1909 Town-class light cruiser

HMS Newcastle was a light cruiser of the Royal Navy launched on 25 November 1909 from the yards of Armstrong Whitworth. She formed part of the Bristol subgroup.

== Design and description ==
The Bristol sub-class were rated as second-class cruisers suitable for a variety of roles including both trade protection and duties with the fleet. They were 453 ft long overall, with a beam of 47 ft and a draught of 15 ft 6 in. Displacement was 4800 LT normal and 5300 LT at full load. Twelve Yarrow boilers fed Gloucesters Parsons steam turbines, driving four propeller shafts, that were rated at 22000 shp for a design speed of 25 kn. The ship reached 25.85 kn during her sea trials from 22406 shp. The boilers used both fuel oil and coal, with 1353 LT of coal and 256 LT tons of oil carried, which gave a range of 5830 nmi at 10 kn. The ship had a crew of 480 officers and ratings.

The main armament of the Bristol class was two BL 6-inch (152 mm) Mk XI guns that were mounted on the centreline fore and aft of the superstructure and ten BL 4-inch Mk VII guns in waist mountings. All these guns were fitted with gun shields. Four Vickers 3-pounder (47 mm) saluting guns were fitted, while two submerged 18-inch (450 mm) torpedo tubes were fitted. This armament was considered rather too light for ships of this size by the Royal Navy, while the waist guns were subject to immersion in a high sea, making them difficult to work.

The Bristols were considered protected cruisers, with an armoured deck providing protection for the ships' vitals. The armoured deck was 2 in thick over the magazines and machinery, 1 in over the steering gear and 3/4 in elsewhere. The conning tower was protected by 6 in of armour, with the gun shields having 3 in armour, as did the ammunition hoists. As the protective deck was at the waterline, the ships were given a large metacentric height so that they would remain stable in the event of flooding above the armoured deck. This, however, resulted in the ships rolling badly making them poor gun platforms. One problem with the armour of the Bristols, which was shared with the other Town-class ships, was the sizable gap between the bottom of the gun shields and the deck, which allowed shell splinters to pass through the gap and made the guns' crews vulnerable to leg injuries in combat.

==Service history==
On the outbreak of the First World War she was stationed in the Far East on the China and Pacific station, being involved in operations during the Shanghai Rebellion in 1913, that had arisen as a result of the Xinhai Revolution that had broken out two years earlier.

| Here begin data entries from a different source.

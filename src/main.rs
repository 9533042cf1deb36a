mod api;
mod assembler;
mod cache;
mod config;
mod error;
mod estimator;
mod halving;
mod hashrate;
mod upstream;

use actix_web::{App, HttpServer, middleware::DefaultHeaders, web};
use dotenvy::dotenv;
use log::info;
use std::io;

use api::AppState;
use assembler::SnapshotService;
use cache::{FileStore, MemoryStore, SnapshotCache};
use config::Config;
use estimator::BlockTimeEstimator;
use upstream::ExplorerClient;

#[actix_web::main]
async fn main() -> io::Result<()> {
    let _ = dotenv();
    env_logger::init();

    let cfg = Config::from_env();

    let cache = match &cfg.cache_path {
        Some(path) => {
            info!("snapshot cache at {}", path.display());
            SnapshotCache::new(FileStore::new(path), cfg.cache_ttl)
        }
        None => {
            info!("snapshot cache kept in memory");
            SnapshotCache::new(MemoryStore::new(), cfg.cache_ttl)
        }
    };
    let explorer = ExplorerClient::new(cfg.explorer_url.as_str(), cfg.fetch_timeout)
        .map_err(io::Error::other)?;

    let service = SnapshotService::new(
        cache,
        explorer,
        cfg.schedule(),
        BlockTimeEstimator::new(cfg.estimator),
        cfg.hashrate_base,
        cfg.fetch_timeout,
    );
    let state = web::Data::new(AppState::new(service));

    info!(
        "⛓️ Serving halving snapshot from {} at http://{}:{}",
        cfg.explorer_url, cfg.host, cfg.port
    );

    HttpServer::new(move || {
        App::new()
            .wrap(DefaultHeaders::new().add(("Access-Control-Allow-Origin", "*")))
            .app_data(state.clone())
            .configure(api::init_routes)
    })
    .bind((cfg.host.as_str(), cfg.port))?
    .run()
    .await
}
use serde::Serialize;

use crate::assembler::SnapshotService;

/// Shared application state: the one snapshot service behind every request.
pub struct AppState {
    pub service: SnapshotService,
}

impl AppState {
    pub fn new(service: SnapshotService) -> Self {
        Self { service }
    }
}

#[derive(Serialize)]
#[serde(rename_all = "camelCase")]
pub struct HealthResponse {
    pub status: &'static str,
    pub snapshot_as_of_ms: Option<i64>,
    pub snapshot_block: Option<u64>,
}
use serde::{Deserialize, Serialize};

use crate::halving::TARGET_BLOCK_TIME_SECS;

/// Tuning for the block-time EMA.
#[derive(Debug, Clone, Copy, PartialEq)]
pub struct EstimatorParams {
    /// Weight kept on history for each new sample.
    pub alpha: f64,
    pub min_sec: f64,
    pub max_sec: f64,
    /// Seed used on cold start.
    pub default_sec: f64,
}

impl Default for EstimatorParams {
    fn default() -> Self {
        Self {
            alpha: 0.7,
            min_sec: 10.0,
            max_sec: 600.0,
            default_sec: TARGET_BLOCK_TIME_SECS as f64,
        }
    }
}

impl EstimatorParams {
    pub fn clamp(&self, sec: f64) -> f64 {
        if sec.is_nan() {
            return self.default_sec.clamp(self.min_sec, self.max_sec);
        }
        sec.clamp(self.min_sec, self.max_sec)
    }
}

/// Smoothed seconds-per-block, persisted alongside each snapshot.
#[derive(Debug, Clone, Copy, PartialEq, Serialize, Deserialize)]
#[serde(rename_all = "camelCase")]
pub struct EstimatorState {
    pub last_height: u64,
    pub last_observed_at_ms: i64,
    pub smoothed_sec_per_block: f64,
}

impl EstimatorState {
    /// Fresh state, anchored nowhere.
    pub fn cold(params: &EstimatorParams) -> Self {
        Self {
            last_height: 0,
            last_observed_at_ms: 0,
            smoothed_sec_per_block: params.clamp(params.default_sec),
        }
    }
}

/// What an observation did to the estimate.
#[derive(Debug, Clone, Copy, PartialEq)]
pub enum Outcome {
    /// First observation; seeded with the default rate.
    Seeded,
    /// Height advanced; EMA blended with the new sample.
    Updated { observed_sec: f64 },
    /// No new block since the last observation.
    NoNewBlock,
    /// Upstream height went backwards; observation ignored.
    Regressed { previous: u64, observed: u64 },
}

#[derive(Debug, Clone, Copy)]
pub struct BlockTimeEstimator {
    params: EstimatorParams,
}

impl Default for BlockTimeEstimator {
    fn default() -> Self {
        Self::new(EstimatorParams::default())
    }
}

impl BlockTimeEstimator {
    pub fn new(params: EstimatorParams) -> Self {
        Self { params }
    }

    pub fn params(&self) -> &EstimatorParams {
        &self.params
    }

    /// Fold one `(height, now_ms)` observation into `prev`.
    ///
    /// Regressions and zero deltas leave the state as it was; only an advancing
    /// height moves the timing anchor. Every returned state is inside
    /// `[min_sec, max_sec]`.
    pub fn observe(
        &self,
        prev: &EstimatorState,
        height: u64,
        now_ms: i64,
    ) -> (EstimatorState, Outcome) {
        let p = &self.params;

        if prev.last_observed_at_ms == 0 {
            let seeded = EstimatorState {
                last_height: height,
                last_observed_at_ms: now_ms,
                smoothed_sec_per_block: p.clamp(p.default_sec),
            };
            return (seeded, Outcome::Seeded);
        }

        let kept = EstimatorState {
            smoothed_sec_per_block: p.clamp(prev.smoothed_sec_per_block),
            ..*prev
        };

        if height < prev.last_height {
            return (
                kept,
                Outcome::Regressed {
                    previous: prev.last_height,
                    observed: height,
                },
            );
        }

        if height == prev.last_height {
            return (kept, Outcome::NoNewBlock);
        }

        let elapsed_sec = (now_ms - prev.last_observed_at_ms).max(0) as f64 / 1000.0;
        let observed_sec = p.clamp(elapsed_sec / (height - prev.last_height) as f64);
        let blended = p.alpha * kept.smoothed_sec_per_block + (1.0 - p.alpha) * observed_sec;

        let next = EstimatorState {
            last_height: height,
            last_observed_at_ms: now_ms,
            smoothed_sec_per_block: p.clamp(blended),
        };
        (next, Outcome::Updated { observed_sec })
    }
}

#[cfg(test)]
mod tests {
    use super::*;

    fn warm(height: u64, at_ms: i64, sec: f64) -> EstimatorState {
        EstimatorState {
            last_height: height,
            last_observed_at_ms: at_ms,
            smoothed_sec_per_block: sec,
        }
    }

    #[test]
    fn cold_start_seeds_default() {
        let est = BlockTimeEstimator::default();
        let cold = EstimatorState::cold(est.params());
        let (next, outcome) = est.observe(&cold, 1_000, 5_000);
        assert_eq!(outcome, Outcome::Seeded);
        assert_eq!(next, warm(1_000, 5_000, 60.0));
    }

    #[test]
    fn blends_seventy_thirty() {
        let est = BlockTimeEstimator::default();
        // 10 blocks in 300s -> 30s/block
        let (next, outcome) = est.observe(&warm(100, 1_000_000, 60.0), 110, 1_300_000);
        assert_eq!(outcome, Outcome::Updated { observed_sec: 30.0 });
        assert!((next.smoothed_sec_per_block - 51.0).abs() < 1e-9);
        assert_eq!(next.last_height, 110);
        assert_eq!(next.last_observed_at_ms, 1_300_000);
    }

    #[test]
    fn outlier_sample_is_clamped_before_blending() {
        let est = BlockTimeEstimator::default();
        // one block after an hour: sample clamps to 600s
        let (next, _) = est.observe(&warm(100, 1, 60.0), 101, 3_600_001);
        assert!((next.smoothed_sec_per_block - (0.7 * 60.0 + 0.3 * 600.0)).abs() < 1e-9);
    }

    #[test]
    fn same_height_keeps_state() {
        let est = BlockTimeEstimator::default();
        let prev = warm(100, 1_000, 45.0);
        let (next, outcome) = est.observe(&prev, 100, 90_000);
        assert_eq!(outcome, Outcome::NoNewBlock);
        assert_eq!(next, prev);
    }

    #[test]
    fn regression_is_ignored() {
        let est = BlockTimeEstimator::default();
        let prev = warm(500, 1_000, 42.0);
        let (next, outcome) = est.observe(&prev, 12, 99_000);
        assert_eq!(
            outcome,
            Outcome::Regressed {
                previous: 500,
                observed: 12
            }
        );
        assert_eq!(next, prev);
    }

    #[test]
    fn clock_going_backwards_does_not_escape_bounds() {
        let est = BlockTimeEstimator::default();
        let (next, _) = est.observe(&warm(100, 50_000, 10.0), 200, 1_000);
        assert!(next.smoothed_sec_per_block >= 10.0);
    }

    #[test]
    fn never_leaves_band_over_a_noisy_sequence() {
        let est = BlockTimeEstimator::default();
        let mut state = EstimatorState::cold(est.params());
        let mut now = 1_i64;
        let mut height = 1_000_u64;
        // bursts, stalls, regressions, repeats
        let steps: [(i64, i64); 10] = [
            (1, 1),
            (500, 1),
            (3_600_000, 1),
            (1_000, 0),
            (2_000, -40),
            (120_000, 60),
            (86_400_000, 2),
            (10, 1_000),
            (0, 0),
            (61_000, 1),
        ];
        for (dt, dh) in steps {
            now += dt;
            height = (height as i64 + dh).max(0) as u64;
            let (next, _) = est.observe(&state, height, now);
            let s = next.smoothed_sec_per_block;
            assert!((10.0..=600.0).contains(&s), "left band: {s}");
            state = next;
        }
    }
}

When war broke out she bombarded Yap, prior to deploying to Valparaíso to search for the armed merchant raider . In late January 1916, Newcastle captured the German ship Mazatlan, which was then operating as the American ship Edna. In 1917 she was reassigned to the East Indies and in 1918 she was again moved to operate off South America.

After an uneventful war service in comparison with her sisters, Newcastle was sold for scrapping on 9 May 1921 to the breaking firm of Thos. W. Ward. She arrived at the yards at Lelant on 3 May 1923 to be broken up.